At a broader level, the pattern of trades suggests something more than routine portfolio management. A large share of the activity is concentrated in Big Tech and AI-linked companies- the same corner of the market that has driven much of the recent equity rally. The positioning is notable given Trump’s role
as US president and it shows how central technology and artificial intelligence have become.
Is Trump’s Portfolio Quietly Rotating Into AI And Big Tech?
Among the most significant positions, the accounts added at least $1.75 million worth of shares in Nvidia, one of the key beneficiaries of the global demand for artificial intelligence computing power. The purchases were spread across multiple transactions during the quarter, indicating sustained accumulation rather than a one-time allocation.
The portfolio also increased exposure to Dell Technologies, with purchases totaling between $1 million and $5 million. Dell has been closely linked to the build-out of AI infrastructure, particularly through servers and enterprise hardware used in data centers.
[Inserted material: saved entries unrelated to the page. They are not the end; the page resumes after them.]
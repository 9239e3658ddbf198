#![cfg(feature = "sqlx")]

use serde_json::{json, Value};
use sql_log_store::{SqlxDatabase, Store, StoreHandler, StoreLayer, StoreOptions};
use sqlx::any::AnyPoolOptions;
use sqlx::Row;
use std::collections::HashMap;
use std::sync::atomic::Ordering;
use std::sync::Arc;
use std::time::Duration;
use tracing::level_filters::LevelFilter;
use tracing_subscriber::layer::SubscriberExt;
use tracing_subscriber::Registry;

async fn setup(level: LevelFilter) -> (Arc<SqlxDatabase>, StoreHandler) {
    let db = Arc::new(
        SqlxDatabase::connect_with("sqlite::memory:", AnyPoolOptions::new().max_connections(1))
            .await
            .expect("open sqlite"),
    );
    let store = Store::new(
        StoreOptions::new()
            .with_table_name("app_log")
            .with_database(db.clone())
            .with_auto_migrate(true),
    )
    .await
    .expect("create store");

    (db, StoreHandler::new(Arc::new(store)).with_level(level))
}

/// message -> (level, decoded context)
async fn stored(db: &SqlxDatabase) -> HashMap<String, (String, Value)> {
    sqlx::query("SELECT level, message, context FROM app_log")
        .fetch_all(db.pool())
        .await
        .expect("select rows")
        .into_iter()
        .map(|row| {
            let level: String = row.try_get("level").unwrap();
            let message: String = row.try_get("message").unwrap();
            let context: String = row.try_get("context").unwrap();
            (message, (level, serde_json::from_str(&context).unwrap()))
        })
        .collect()
}

#[tokio::test]
async fn events_are_persisted_with_span_fields() {
    let (db, handler) = setup(LevelFilter::DEBUG).await;
    let (layer, writer) = StoreLayer::new(handler, 64);
    let enqueued = layer.enqueued_events.clone();

    let subscriber = Registry::default().with(layer);
    tracing::subscriber::with_default(subscriber, || {
        tracing::info!(user = "ada", "service started");

        let span = tracing::info_span!("request", id = "r-1");
        let _guard = span.enter();
        tracing::warn!(retries = 3u64, "slow upstream");
        tracing::error!(ok = false, "db timeout");
        tracing::trace!("below threshold");
    });

    writer.await.expect("writer task");
    assert_eq!(enqueued.load(Ordering::Relaxed), 3);

    let rows = stored(&db).await;
    assert_eq!(rows.len(), 3);

    let (level, context) = &rows["service started"];
    assert_eq!(level, "info");
    assert_eq!(context, &json!({"user": "ada"}));

    let (level, context) = &rows["slow upstream"];
    assert_eq!(level, "warning");
    assert_eq!(context, &json!({"request.id": "r-1", "retries": 3}));

    let (level, context) = &rows["db timeout"];
    assert_eq!(level, "error");
    assert_eq!(context, &json!({"request.id": "r-1", "ok": false}));
}

#[tokio::test]
async fn threshold_filters_before_enqueueing() {
    let (db, handler) = setup(LevelFilter::WARN).await;
    let (layer, writer) = StoreLayer::new(handler, 16);
    let dropped = layer.dropped_events.clone();

    let subscriber = Registry::default().with(layer);
    tracing::subscriber::with_default(subscriber, || {
        tracing::debug!("chatty");
        tracing::info!("still chatty");
        tracing::warn!("worth keeping");
    });

    writer.await.expect("writer task");
    assert_eq!(dropped.load(Ordering::Relaxed), 0);

    let rows = stored(&db).await;
    assert_eq!(rows.len(), 1);
    assert_eq!(rows["worth keeping"].0, "warning");
}

#[tokio::test]
async fn store_diagnostics_do_not_feed_back() {
    let (db, handler) = setup(LevelFilter::TRACE).await;
    handler.store().enable_debug(true);
    let (layer, writer) = StoreLayer::new(handler, 16);

    // Keep the subscriber active while the writer runs, so the store's
    // own SQL echo goes through the layer as well.
    let dispatch = tracing::Dispatch::new(Registry::default().with(layer));
    let guard = tracing::dispatcher::set_default(&dispatch);
    tracing::info!("only row");
    tokio::time::sleep(Duration::from_millis(200)).await;
    drop(guard);
    drop(dispatch);

    writer.await.expect("writer task");
    let rows = stored(&db).await;
    assert_eq!(rows.len(), 1);
    assert!(rows.contains_key("only row"));
}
In the semiconductor space, the accounts added shares of Intel in several smaller transactions totaling between $95,000 and $280,000. While modest compared to other positions, the purchases still reinforce a broader tilt toward chipmakers and AI supply-chain companies.
Why Are Microsoft And Amazon Being Reduced?
At the same time, the filings show a noticeable reduction in exposure to established Big Tech names. Holdings in Microsoft were trimmed through sales worth at least $5 million, while positions in Amazon were also reduced. These moves suggest a rotation within the technology sector rather than a retreat from it- shifting away from dominant cloud and software platforms toward more AI-infrastructure-linked equities.
What Does This Say About The Direction Of Trump’s Portfolio?
Taken together, the trading pattern points to a portfolio that is not only highly active but also increasingly concentrated around artificial intelligence and semiconductor-driven growth themes. Whether driven by independent managers or broader market positioning, the effect is the same as the accounts are leaning into the same technological forces that are shaping global equity markets.